Could you copy every line in the listing below that has the word "reference"?
____ Recorded information
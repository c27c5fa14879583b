use std::sync::Arc;

use axum::{extract::State, http::StatusCode, Json};
use uuid::Uuid;

use crate::core::error::Result;
use crate::core::extractor::{AppJson, AppPath};
use crate::features::classes::dtos::{
    ClassAttendanceSummaryDto, ClassPayloadDto, ClassResponseDto,
};
use crate::features::classes::services::ClassService;
use crate::shared::types::ApiResponse;

/// List all classes, newest first
#[utoipa::path(
    get,
    path = "/api/classes",
    responses(
        (status = 200, description = "List of classes", body = ApiResponse<Vec<ClassResponseDto>>),
    ),
    tag = "classes"
)]
pub async fn list_classes(
    State(service): State<Arc<ClassService>>,
) -> Result<Json<ApiResponse<Vec<ClassResponseDto>>>> {
    let classes = service.list().await?;
    Ok(Json(ApiResponse::list(classes)))
}

/// Get class by ID
#[utoipa::path(
    get,
    path = "/api/classes/{id}",
    params(
        ("id" = Uuid, Path, description = "Class ID")
    ),
    responses(
        (status = 200, description = "Class found", body = ApiResponse<ClassResponseDto>),
        (status = 404, description = "Class not found")
    ),
    tag = "classes"
)]
pub async fn get_class(
    State(service): State<Arc<ClassService>>,
    AppPath(id): AppPath<Uuid>,
) -> Result<Json<ApiResponse<ClassResponseDto>>> {
    let class = service.get_by_id(id).await?;
    Ok(Json(ApiResponse::success(Some(class), None)))
}

/// Create a class
#[utoipa::path(
    post,
    path = "/api/classes",
    request_body = ClassPayloadDto,
    responses(
        (status = 201, description = "Class created", body = ApiResponse<ClassResponseDto>),
        (status = 400, description = "Validation error, or name/subject pair already used")
    ),
    tag = "classes"
)]
pub async fn create_class(
    State(service): State<Arc<ClassService>>,
    AppJson(dto): AppJson<ClassPayloadDto>,
) -> Result<(StatusCode, Json<ApiResponse<ClassResponseDto>>)> {
    let dto = dto.into_valid()?;
    let class = service.create(dto).await?;

    Ok((
        StatusCode::CREATED,
        Json(ApiResponse::success(
            Some(class),
            Some("Class created successfully".to_string()),
        )),
    ))
}

/// Replace a class
#[utoipa::path(
    put,
    path = "/api/classes/{id}",
    params(
        ("id" = Uuid, Path, description = "Class ID")
    ),
    request_body = ClassPayloadDto,
    responses(
        (status = 200, description = "Class updated", body = ApiResponse<ClassResponseDto>),
        (status = 400, description = "Validation error, or name/subject pair used by another class"),
        (status = 404, description = "Class not found")
    ),
    tag = "classes"
)]
pub async fn update_class(
    State(service): State<Arc<ClassService>>,
    AppPath(id): AppPath<Uuid>,
    AppJson(dto): AppJson<ClassPayloadDto>,
) -> Result<Json<ApiResponse<ClassResponseDto>>> {
    let dto = dto.into_valid()?;
    let class = service.update(id, dto).await?;

    Ok(Json(ApiResponse::success(
        Some(class),
        Some("Class updated successfully".to_string()),
    )))
}

/// Delete a class
///
/// Rejected while attendance records reference the class.
#[utoipa::path(
    delete,
    path = "/api/classes/{id}",
    params(
        ("id" = Uuid, Path, description = "Class ID")
    ),
    responses(
        (status = 200, description = "Class deleted"),
        (status = 400, description = "Class has attendance records"),
        (status = 404, description = "Class not found")
    ),
    tag = "classes"
)]
pub async fn delete_class(
    State(service): State<Arc<ClassService>>,
    AppPath(id): AppPath<Uuid>,
) -> Result<Json<ApiResponse<()>>> {
    service.delete(id).await?;
    Ok(Json(ApiResponse::success(
        None,
        Some("Class deleted successfully".to_string()),
    )))
}

/// Class attendance with overall and per-day summary
#[utoipa::path(
    get,
    path = "/api/classes/{id}/attendance-summary",
    params(
        ("id" = Uuid, Path, description = "Class ID")
    ),
    responses(
        (status = 200, description = "Class attendance summary", body = ApiResponse<ClassAttendanceSummaryDto>),
        (status = 404, description = "Class not found")
    ),
    tag = "classes"
)]
pub async fn get_class_attendance_summary(
    State(service): State<Arc<ClassService>>,
    AppPath(id): AppPath<Uuid>,
) -> Result<Json<ApiResponse<ClassAttendanceSummaryDto>>> {
    let summary = service.attendance_summary(id).await?;
    Ok(Json(ApiResponse::success(Some(summary), None)))
}
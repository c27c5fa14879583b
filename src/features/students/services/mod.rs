pub mod student_service;

pub use student_service::StudentService;
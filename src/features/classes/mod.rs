//! Classes and per-class attendance summaries.
//!
//! The (name, subject) pair is unique. A class cannot be deleted while
//! attendance records reference it.
//!
//! ## Endpoints
//!
//! | Method | Endpoint | Description |
//! |--------|----------|-------------|
//! | GET | `/api/classes` | List classes |
//! | POST | `/api/classes` | Create class |
//! | GET | `/api/classes/{id}` | Get class |
//! | PUT | `/api/classes/{id}` | Replace class |
//! | DELETE | `/api/classes/{id}` | Delete class |
//! | GET | `/api/classes/{id}/attendance-summary` | Attendance with daily tallies |

pub mod dtos;
pub mod handlers;
pub mod models;
pub mod routes;
pub mod services;

pub use services::ClassService;
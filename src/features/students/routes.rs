use std::sync::Arc;

use axum::{routing::get, Router};

use crate::features::students::handlers;
use crate::features::students::services::StudentService;

/// Create routes for the students feature
pub fn routes(service: Arc<StudentService>) -> Router {
    Router::new()
        .route(
            "/api/students",
            get(handlers::list_students).post(handlers::create_student),
        )
        .route(
            "/api/students/{id}",
            get(handlers::get_student)
                .put(handlers::update_student)
                .delete(handlers::delete_student),
        )
        .route(
            "/api/students/{id}/attendance",
            get(handlers::get_student_attendance),
        )
        .with_state(service)
}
________
**Exercise solution:**
/// Rejected while attendance records reference the class.
//! attendance records reference it.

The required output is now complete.